**AIM OF THE EXERCISE**. Each line of the records below that contains "CharacterRecord" needs to be copied.

**RECORD SET**.
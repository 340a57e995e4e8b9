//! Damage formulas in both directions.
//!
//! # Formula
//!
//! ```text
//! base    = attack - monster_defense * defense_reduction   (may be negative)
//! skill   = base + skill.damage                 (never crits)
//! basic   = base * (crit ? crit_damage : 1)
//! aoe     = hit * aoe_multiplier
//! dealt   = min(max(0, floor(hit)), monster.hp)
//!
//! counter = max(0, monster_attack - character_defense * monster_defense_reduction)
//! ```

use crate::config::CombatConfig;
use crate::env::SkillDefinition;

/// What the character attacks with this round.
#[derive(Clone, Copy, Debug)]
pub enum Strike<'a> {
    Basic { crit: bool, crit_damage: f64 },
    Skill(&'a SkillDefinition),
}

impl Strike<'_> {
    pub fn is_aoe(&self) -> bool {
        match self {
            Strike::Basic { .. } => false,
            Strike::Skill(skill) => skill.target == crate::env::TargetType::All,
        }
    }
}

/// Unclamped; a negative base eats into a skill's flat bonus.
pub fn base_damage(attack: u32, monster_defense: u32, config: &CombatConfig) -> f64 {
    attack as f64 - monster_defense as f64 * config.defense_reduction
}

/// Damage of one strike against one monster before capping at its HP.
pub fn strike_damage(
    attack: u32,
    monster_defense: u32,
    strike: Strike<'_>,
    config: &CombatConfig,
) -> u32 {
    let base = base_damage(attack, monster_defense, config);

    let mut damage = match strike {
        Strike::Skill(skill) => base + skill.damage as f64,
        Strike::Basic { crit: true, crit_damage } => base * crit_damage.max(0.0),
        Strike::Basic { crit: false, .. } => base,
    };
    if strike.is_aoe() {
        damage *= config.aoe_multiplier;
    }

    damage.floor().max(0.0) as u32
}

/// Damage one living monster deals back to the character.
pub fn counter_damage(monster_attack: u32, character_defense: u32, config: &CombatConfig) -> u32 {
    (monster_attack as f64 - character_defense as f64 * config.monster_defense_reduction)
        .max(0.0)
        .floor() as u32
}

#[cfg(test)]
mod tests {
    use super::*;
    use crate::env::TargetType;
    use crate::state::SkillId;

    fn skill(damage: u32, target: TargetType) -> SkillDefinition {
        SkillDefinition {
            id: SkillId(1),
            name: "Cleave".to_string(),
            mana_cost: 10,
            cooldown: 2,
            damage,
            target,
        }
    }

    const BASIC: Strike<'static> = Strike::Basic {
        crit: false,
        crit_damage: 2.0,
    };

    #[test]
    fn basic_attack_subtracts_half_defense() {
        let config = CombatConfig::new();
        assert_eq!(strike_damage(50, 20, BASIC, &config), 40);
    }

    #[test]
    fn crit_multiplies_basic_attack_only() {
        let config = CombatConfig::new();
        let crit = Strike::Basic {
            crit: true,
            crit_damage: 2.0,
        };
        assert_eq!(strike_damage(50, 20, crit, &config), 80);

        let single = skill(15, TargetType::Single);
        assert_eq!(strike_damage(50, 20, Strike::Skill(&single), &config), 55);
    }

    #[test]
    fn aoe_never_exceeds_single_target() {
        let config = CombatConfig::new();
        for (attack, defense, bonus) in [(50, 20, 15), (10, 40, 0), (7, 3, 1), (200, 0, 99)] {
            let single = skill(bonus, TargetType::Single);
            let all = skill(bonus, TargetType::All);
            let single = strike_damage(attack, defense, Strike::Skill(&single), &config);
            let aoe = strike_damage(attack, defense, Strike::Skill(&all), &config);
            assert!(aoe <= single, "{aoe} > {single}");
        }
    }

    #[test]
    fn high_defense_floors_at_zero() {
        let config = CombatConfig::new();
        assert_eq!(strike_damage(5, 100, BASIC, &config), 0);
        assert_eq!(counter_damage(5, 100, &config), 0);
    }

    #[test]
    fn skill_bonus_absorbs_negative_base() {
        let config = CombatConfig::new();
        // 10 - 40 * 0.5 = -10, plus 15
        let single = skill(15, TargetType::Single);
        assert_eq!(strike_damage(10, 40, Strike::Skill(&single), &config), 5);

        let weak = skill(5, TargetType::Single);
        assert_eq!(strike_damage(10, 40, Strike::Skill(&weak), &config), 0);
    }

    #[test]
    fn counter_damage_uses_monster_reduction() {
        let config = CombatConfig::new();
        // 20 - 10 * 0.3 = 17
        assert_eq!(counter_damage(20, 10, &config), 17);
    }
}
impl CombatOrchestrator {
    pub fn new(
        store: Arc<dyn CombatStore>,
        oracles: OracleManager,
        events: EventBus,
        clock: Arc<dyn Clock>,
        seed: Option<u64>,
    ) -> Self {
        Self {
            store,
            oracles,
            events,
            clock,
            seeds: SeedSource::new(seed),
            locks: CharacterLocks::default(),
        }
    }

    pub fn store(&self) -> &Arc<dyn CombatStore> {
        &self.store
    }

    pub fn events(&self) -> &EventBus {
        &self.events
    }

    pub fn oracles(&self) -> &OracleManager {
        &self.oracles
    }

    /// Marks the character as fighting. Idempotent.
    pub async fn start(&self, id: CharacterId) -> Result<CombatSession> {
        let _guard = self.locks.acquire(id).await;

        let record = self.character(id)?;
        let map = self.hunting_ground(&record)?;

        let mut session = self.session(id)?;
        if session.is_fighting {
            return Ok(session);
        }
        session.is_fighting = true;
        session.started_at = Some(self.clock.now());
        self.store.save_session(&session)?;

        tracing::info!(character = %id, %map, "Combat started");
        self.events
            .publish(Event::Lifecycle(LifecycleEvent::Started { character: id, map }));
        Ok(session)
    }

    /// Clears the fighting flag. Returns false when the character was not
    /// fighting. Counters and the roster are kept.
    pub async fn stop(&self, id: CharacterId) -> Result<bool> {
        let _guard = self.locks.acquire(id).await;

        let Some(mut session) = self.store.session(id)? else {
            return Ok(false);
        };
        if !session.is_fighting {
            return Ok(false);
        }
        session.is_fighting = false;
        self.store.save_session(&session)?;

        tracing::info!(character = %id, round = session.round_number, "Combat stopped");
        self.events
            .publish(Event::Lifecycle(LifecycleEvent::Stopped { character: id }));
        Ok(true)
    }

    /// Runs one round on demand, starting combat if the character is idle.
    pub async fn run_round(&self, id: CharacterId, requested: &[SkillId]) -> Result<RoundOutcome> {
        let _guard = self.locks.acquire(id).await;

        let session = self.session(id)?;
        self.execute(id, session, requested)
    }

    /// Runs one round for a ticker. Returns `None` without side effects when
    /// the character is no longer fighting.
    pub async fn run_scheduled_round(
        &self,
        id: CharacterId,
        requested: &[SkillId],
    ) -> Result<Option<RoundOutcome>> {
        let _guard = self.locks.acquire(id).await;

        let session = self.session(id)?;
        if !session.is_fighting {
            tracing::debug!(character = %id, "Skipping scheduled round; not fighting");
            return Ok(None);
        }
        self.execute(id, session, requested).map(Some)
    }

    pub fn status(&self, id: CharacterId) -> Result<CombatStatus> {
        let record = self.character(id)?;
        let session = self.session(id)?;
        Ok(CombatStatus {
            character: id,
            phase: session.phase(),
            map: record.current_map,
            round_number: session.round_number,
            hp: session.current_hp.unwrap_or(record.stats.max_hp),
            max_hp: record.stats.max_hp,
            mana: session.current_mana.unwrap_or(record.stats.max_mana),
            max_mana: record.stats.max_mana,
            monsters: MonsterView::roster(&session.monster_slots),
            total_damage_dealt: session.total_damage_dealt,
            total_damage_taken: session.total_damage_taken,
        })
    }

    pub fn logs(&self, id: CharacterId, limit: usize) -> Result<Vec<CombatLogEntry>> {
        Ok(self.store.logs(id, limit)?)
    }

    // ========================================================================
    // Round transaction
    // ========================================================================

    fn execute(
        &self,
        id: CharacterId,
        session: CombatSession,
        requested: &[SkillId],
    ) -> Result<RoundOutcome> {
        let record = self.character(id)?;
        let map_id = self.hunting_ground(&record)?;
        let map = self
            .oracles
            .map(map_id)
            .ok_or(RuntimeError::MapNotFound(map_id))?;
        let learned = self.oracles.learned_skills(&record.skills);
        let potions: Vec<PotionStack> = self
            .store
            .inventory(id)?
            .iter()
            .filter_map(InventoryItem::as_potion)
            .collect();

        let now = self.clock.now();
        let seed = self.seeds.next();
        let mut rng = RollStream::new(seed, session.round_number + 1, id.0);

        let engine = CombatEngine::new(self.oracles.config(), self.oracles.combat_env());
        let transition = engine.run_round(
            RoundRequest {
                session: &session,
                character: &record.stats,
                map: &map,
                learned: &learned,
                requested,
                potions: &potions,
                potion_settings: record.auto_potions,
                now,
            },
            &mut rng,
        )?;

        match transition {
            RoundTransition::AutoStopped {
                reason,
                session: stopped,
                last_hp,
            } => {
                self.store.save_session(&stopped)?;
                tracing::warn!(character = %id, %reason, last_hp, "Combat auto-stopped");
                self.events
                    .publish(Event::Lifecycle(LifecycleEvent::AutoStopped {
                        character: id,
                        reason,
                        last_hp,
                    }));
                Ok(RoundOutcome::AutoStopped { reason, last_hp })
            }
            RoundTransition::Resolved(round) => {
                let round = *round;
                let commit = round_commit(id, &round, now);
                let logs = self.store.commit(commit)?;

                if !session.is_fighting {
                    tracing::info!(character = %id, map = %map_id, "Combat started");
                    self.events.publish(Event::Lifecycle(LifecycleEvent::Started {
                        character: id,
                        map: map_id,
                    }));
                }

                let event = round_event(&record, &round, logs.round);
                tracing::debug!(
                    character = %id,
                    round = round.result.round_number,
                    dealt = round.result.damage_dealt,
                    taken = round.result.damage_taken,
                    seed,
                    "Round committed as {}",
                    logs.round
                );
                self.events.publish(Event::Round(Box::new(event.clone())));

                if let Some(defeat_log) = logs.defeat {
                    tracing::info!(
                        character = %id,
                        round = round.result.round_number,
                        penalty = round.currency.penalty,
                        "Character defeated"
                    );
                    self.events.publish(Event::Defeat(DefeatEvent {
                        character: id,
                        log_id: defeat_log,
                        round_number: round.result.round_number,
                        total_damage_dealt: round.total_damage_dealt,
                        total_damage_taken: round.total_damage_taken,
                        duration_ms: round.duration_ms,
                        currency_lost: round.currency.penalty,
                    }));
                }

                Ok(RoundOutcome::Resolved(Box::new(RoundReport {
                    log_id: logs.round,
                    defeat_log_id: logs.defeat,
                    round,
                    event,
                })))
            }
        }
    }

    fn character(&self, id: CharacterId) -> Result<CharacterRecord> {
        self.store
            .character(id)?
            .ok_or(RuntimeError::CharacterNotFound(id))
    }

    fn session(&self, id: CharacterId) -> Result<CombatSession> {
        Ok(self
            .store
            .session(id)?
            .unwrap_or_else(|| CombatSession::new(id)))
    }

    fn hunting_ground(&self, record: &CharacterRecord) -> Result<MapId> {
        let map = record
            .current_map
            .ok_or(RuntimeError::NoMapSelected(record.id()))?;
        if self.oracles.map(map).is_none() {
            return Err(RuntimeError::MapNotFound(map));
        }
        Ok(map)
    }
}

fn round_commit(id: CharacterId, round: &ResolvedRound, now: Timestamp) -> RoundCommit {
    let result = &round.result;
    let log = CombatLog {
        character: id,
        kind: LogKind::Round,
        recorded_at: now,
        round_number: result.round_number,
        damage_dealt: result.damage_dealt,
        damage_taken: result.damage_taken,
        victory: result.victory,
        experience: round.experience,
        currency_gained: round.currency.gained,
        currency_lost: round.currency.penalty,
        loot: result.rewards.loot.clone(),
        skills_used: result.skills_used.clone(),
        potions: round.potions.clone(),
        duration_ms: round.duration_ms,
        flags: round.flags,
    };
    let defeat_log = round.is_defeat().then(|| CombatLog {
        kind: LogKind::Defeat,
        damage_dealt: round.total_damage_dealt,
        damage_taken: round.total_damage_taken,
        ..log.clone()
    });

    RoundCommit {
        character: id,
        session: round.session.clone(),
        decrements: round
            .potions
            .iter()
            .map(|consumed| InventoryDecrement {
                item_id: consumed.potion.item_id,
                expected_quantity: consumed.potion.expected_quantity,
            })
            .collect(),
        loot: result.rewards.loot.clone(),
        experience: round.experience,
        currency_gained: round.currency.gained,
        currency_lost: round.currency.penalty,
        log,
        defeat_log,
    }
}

**ANSWER TO THIS EXERCISE**.
    fn character(&self, id: CharacterId) -> Result<CharacterRecord> {
    fn hunting_ground(&self, record: &CharacterRecord) -> Result<MapId> {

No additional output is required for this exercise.